Some experts say the virus will eventually behave more like measles,
which still causes outbreaks in populations where vaccination
coverage is low.
Others see COVID-19 becoming more a seasonal respiratory disease
such as influenza. Or, the virus could become less of a killer,
affecting mostly children, but that could take decades, some said.
Imperial College's Ferguson expects above-average deaths in the UK
from respiratory disease due to COVID-19 for the next two-to-five
years, but said it is unlikely to overwhelm health systems or
require social distancing be reimposed.
"It's going to be a gradual evolution," Ferguson said. "We're going
to be dealing with this as a more persistent virus."
Trevor Bedford, a computational virologist at Fred Hutchinson Cancer
Center who has been tracking the evolution of SARS-CoV-2, sees a
milder winter wave in the United States followed by a transition to
endemic disease in 2022-2023. He is projecting 50,000 to 100,000
U.S. COVID-19 deaths a year, on top of an estimated 30,000 annual
deaths from flu.
The virus will likely continue to mutate, requiring annual booster
shots tailored to the latest circulating variants, Bedford said.

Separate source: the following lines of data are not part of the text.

//! Pending workload ledger.
//!
//! Workloads are grouped by the Queue they name. Each ClusterQueue keeps the
//! pending workloads of all its Queues split into an active set, which the
//! admission subsystem draws from with `pop_head`, and an inadmissible set of
//! workloads parked until capacity may have freed up.

use std::cmp::Reverse;
use std::collections::HashMap;
use std::convert::TryFrom;

use chrono::{DateTime, Utc};
use log::debug;
#[cfg(test)]
use mockall::automock;
use parking_lot::RwLock;

use crate::models::key::ObjectKey;
use crate::models::lifecycle::{classify, WorkloadState};
use crate::models::queue::Queue;
use crate::models::workload::Workload;
use crate::utils::error::Error;

/// Index of pending workloads keyed by Queue, as seen by the workload
/// synchronizer and the queue status aggregator.
#[cfg_attr(test, automock)]
pub trait PendingLedger: Send + Sync {
    /// Returns false if the workload's Queue, or that Queue's ClusterQueue, is
    /// not known yet. The workload is kept under its Queue when only the
    /// ClusterQueue is missing.
    fn add_or_update_workload(&self, workload: &Workload) -> bool;

    /// Replaces `old` with `new`, following a change of Queue. Returns false
    /// under the same conditions as `add_or_update_workload`.
    fn update_workload(&self, old: &Workload, new: &Workload) -> bool;

    fn delete_workload(&self, workload: &Workload);

    fn queue_for_workload_exists(&self, workload: &Workload) -> bool;

    /// The ClusterQueue named by the workload's Queue, and whether that
    /// ClusterQueue is known. The name is empty when the Queue is unknown.
    fn cluster_queue_for_workload(&self, workload: &Workload) -> (String, bool);

    fn pending_workloads(&self, queue: &ObjectKey) -> Result<i32, Error>;

    /// Moves every inadmissible workload of the ClusterQueue associated with
    /// `workload` back to the active set.
    fn queue_associated_inadmissible_workloads(&self, workload: &Workload);

    /// Registers a Queue, adopting the pending workloads among `known` that
    /// name it.
    fn add_queue(&self, queue: &Queue, known: &[Workload]) -> Result<(), Error>;

    fn update_queue(&self, queue: &Queue) -> Result<(), Error>;

    fn delete_queue(&self, queue: &Queue);

    fn add_cluster_queue(&self, name: &str);

    fn delete_cluster_queue(&self, name: &str);
}

pub fn queue_key(workload: &Workload) -> ObjectKey {
    ObjectKey {
        namespace: workload.metadata.namespace.clone().unwrap_or_default(),
        name: workload.spec.queue_name.clone(),
    }
}

struct QueueEntry {
    cluster_queue: String,
    workloads: HashMap<ObjectKey, Workload>,
}

#[derive(Default)]
struct ClusterQueueEntry {
    active: HashMap<ObjectKey, Workload>,
    inadmissible: HashMap<ObjectKey, Workload>,
}

impl ClusterQueueEntry {
    fn push_or_update(&mut self, workload: Workload) {
        let key = workload.key();
        self.inadmissible.remove(&key);
        self.active.insert(key, workload);
    }

    fn remove(&mut self, key: &ObjectKey) {
        self.active.remove(key);
        self.inadmissible.remove(key);
    }
}

#[derive(Default)]
struct Ledger {
    queues: HashMap<ObjectKey, QueueEntry>,
    cluster_queues: HashMap<String, ClusterQueueEntry>,
}

impl Ledger {
    fn add_or_update(&mut self, workload: &Workload) -> bool {
        let key = workload.key();
        let queue = match self.queues.get_mut(&queue_key(workload)) {
            Some(queue) => queue,
            None => return false,
        };
        queue.workloads.insert(key, workload.clone());
        match self.cluster_queues.get_mut(&queue.cluster_queue) {
            Some(cq) => {
                cq.push_or_update(workload.clone());
                true
            }
            None => false,
        }
    }

    fn delete(&mut self, workload: &Workload) {
        let key = workload.key();
        if let Some(queue) = self.queues.get_mut(&queue_key(workload)) {
            queue.workloads.remove(&key);
            if let Some(cq) = self.cluster_queues.get_mut(&queue.cluster_queue) {
                cq.remove(&key);
            }
        }
    }
}

/// In-memory `PendingLedger`.
#[derive(Default)]
pub struct QueueManager {
    ledger: RwLock<Ledger>,
}

impl QueueManager {
    pub fn new() -> Self {
        QueueManager::default()
    }

    /// Parks an active workload as inadmissible until the next
    /// `queue_associated_inadmissible_workloads` for its ClusterQueue.
    pub fn park_inadmissible(&self, workload: &Workload) -> bool {
        let mut ledger = self.ledger.write();
        let cq_name = match ledger.queues.get(&queue_key(workload)) {
            Some(queue) => queue.cluster_queue.clone(),
            None => return false,
        };
        let key = workload.key();
        match ledger.cluster_queues.get_mut(&cq_name) {
            Some(cq) => match cq.active.remove(&key) {
                Some(parked) => {
                    cq.inadmissible.insert(key, parked);
                    true
                }
                None => false,
            },
            None => false,
        }
    }

    /// Takes the highest priority active workload of a ClusterQueue, oldest
    /// first among equal priorities. The workload stays counted under its
    /// Queue until it is deleted from the ledger.
    pub fn pop_head(&self, cluster_queue: &str) -> Option<Workload> {
        let mut ledger = self.ledger.write();
        let cq = ledger.cluster_queues.get_mut(cluster_queue)?;
        let head = cq
            .active
            .iter()
            .max_by_key(|(key, wl)| {
                (wl.priority(), Reverse(created_at(wl)), Reverse((*key).clone()))
            })
            .map(|(key, _)| key.clone())?;
        cq.active.remove(&head)
    }

    /// Active and inadmissible workload counts of a ClusterQueue.
    pub fn cluster_queue_depth(&self, cluster_queue: &str) -> Option<(usize, usize)> {
        let ledger = self.ledger.read();
        ledger
            .cluster_queues
            .get(cluster_queue)
            .map(|cq| (cq.active.len(), cq.inadmissible.len()))
    }
}

fn created_at(workload: &Workload) -> Option<DateTime<Utc>> {
    workload.metadata.creation_timestamp.as_ref().map(|t| t.0)
}

impl PendingLedger for QueueManager {
    fn add_or_update_workload(&self, workload: &Workload) -> bool {
        self.ledger.write().add_or_update(workload)
    }

    fn update_workload(&self, old: &Workload, new: &Workload) -> bool {
        let mut ledger = self.ledger.write();
        ledger.delete(old);
        ledger.add_or_update(new)
    }

    fn delete_workload(&self, workload: &Workload) {
        self.ledger.write().delete(workload)
    }

    fn queue_for_workload_exists(&self, workload: &Workload) -> bool {
        self.ledger.read().queues.contains_key(&queue_key(workload))
    }

    fn cluster_queue_for_workload(&self, workload: &Workload) -> (String, bool) {
        let ledger = self.ledger.read();
        match ledger.queues.get(&queue_key(workload)) {
            Some(queue) => (
                queue.cluster_queue.clone(),
                ledger.cluster_queues.contains_key(&queue.cluster_queue),
            ),
            None => (String::new(), false),
        }
    }

    fn pending_workloads(&self, queue: &ObjectKey) -> Result<i32, Error> {
        let ledger = self.ledger.read();
        let entry = ledger
            .queues
            .get(queue)
            .ok_or_else(|| Error::QueueNotFound(queue.to_string()))?;
        Ok(i32::try_from(entry.workloads.len()).unwrap_or(i32::MAX))
    }

    fn queue_associated_inadmissible_workloads(&self, workload: &Workload) {
        let mut ledger = self.ledger.write();
        let cq_name = match workload.admitted_cluster_queue() {
            Some(name) => name.to_string(),
            None => match ledger.queues.get(&queue_key(workload)) {
                Some(queue) => queue.cluster_queue.clone(),
                None => return,
            },
        };
        if let Some(cq) = ledger.cluster_queues.get_mut(&cq_name) {
            if !cq.inadmissible.is_empty() {
                debug!(
                    "Requeueing {} inadmissible workloads of ClusterQueue {}",
                    cq.inadmissible.len(),
                    cq_name
                );
            }
            let parked: Vec<(ObjectKey, Workload)> = cq.inadmissible.drain().collect();
            cq.active.extend(parked);
        }
    }

    fn add_queue(&self, queue: &Queue, known: &[Workload]) -> Result<(), Error> {
        let key = queue.key();
        let mut ledger = self.ledger.write();
        if ledger.queues.contains_key(&key) {
            return Err(Error::QueueAlreadyExists(key.to_string()));
        }
        ledger.queues.insert(
            key.clone(),
            QueueEntry {
                cluster_queue: queue.spec.cluster_queue.clone(),
                workloads: HashMap::new(),
            },
        );
        for workload in known {
            if queue_key(workload) == key && classify(workload) == WorkloadState::Pending {
                ledger.add_or_update(workload);
            }
        }
        Ok(())
    }

    fn update_queue(&self, queue: &Queue) -> Result<(), Error> {
        let key = queue.key();
        let mut ledger = self.ledger.write();
        let Ledger { queues, cluster_queues } = &mut *ledger;
        let entry = queues.get_mut(&key).ok_or_else(|| Error::QueueNotFound(key.to_string()))?;
        if entry.cluster_queue == queue.spec.cluster_queue {
            return Ok(());
        }
        if let Some(old_cq) = cluster_queues.get_mut(&entry.cluster_queue) {
            for wl_key in entry.workloads.keys() {
                old_cq.remove(wl_key);
            }
        }
        entry.cluster_queue = queue.spec.cluster_queue.clone();
        if let Some(new_cq) = cluster_queues.get_mut(&entry.cluster_queue) {
            for workload in entry.workloads.values() {
                new_cq.push_or_update(workload.clone());
            }
        }
        Ok(())
    }

    fn delete_queue(&self, queue: &Queue) {
        let mut ledger = self.ledger.write();
        if let Some(entry) = ledger.queues.remove(&queue.key()) {
            if let Some(cq) = ledger.cluster_queues.get_mut(&entry.cluster_queue) {
                for wl_key in entry.workloads.keys() {
                    cq.remove(wl_key);
                }
            }
        }
    }

    fn add_cluster_queue(&self, name: &str) {
        let mut ledger = self.ledger.write();
        if ledger.cluster_queues.contains_key(name) {
            return;
        }
        let mut cq = ClusterQueueEntry::default();
        for queue in ledger.queues.values().filter(|q| q.cluster_queue == name) {
            for workload in queue.workloads.values() {
                cq.push_or_update(workload.clone());
            }
        }
        ledger.cluster_queues.insert(name.to_string(), cq);
    }

    fn delete_cluster_queue(&self, name: &str) {
        self.ledger.write().cluster_queues.remove(name);
    }
}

If a seasonal COVID scenario plays out, in which the virus
circulates in tandem with the flu, both Gottlieb and Murray expect
it to have a significant impact on healthcare systems.
"It'll be an issue for hospital planners, like how do you deal with
the COVID and flu surges in winter," Murray said. "But the era of
... massive public intervention in people's lives through mandates,
that part I believe will be done after this winter surge."
Richard Hatchett, chief executive of the Coalition for Epidemic
Preparedness Innovations, said with some countries well protected by
vaccines while others have virtually none, the world remains
vulnerable.
"What keeps me up at night about COVID is the concern that we could
have a variant emerge that evades our vaccines and evades immunity
from prior infection,” Hatchett said. “That would be like a new
COVID pandemic emerging even while we're still in the old one."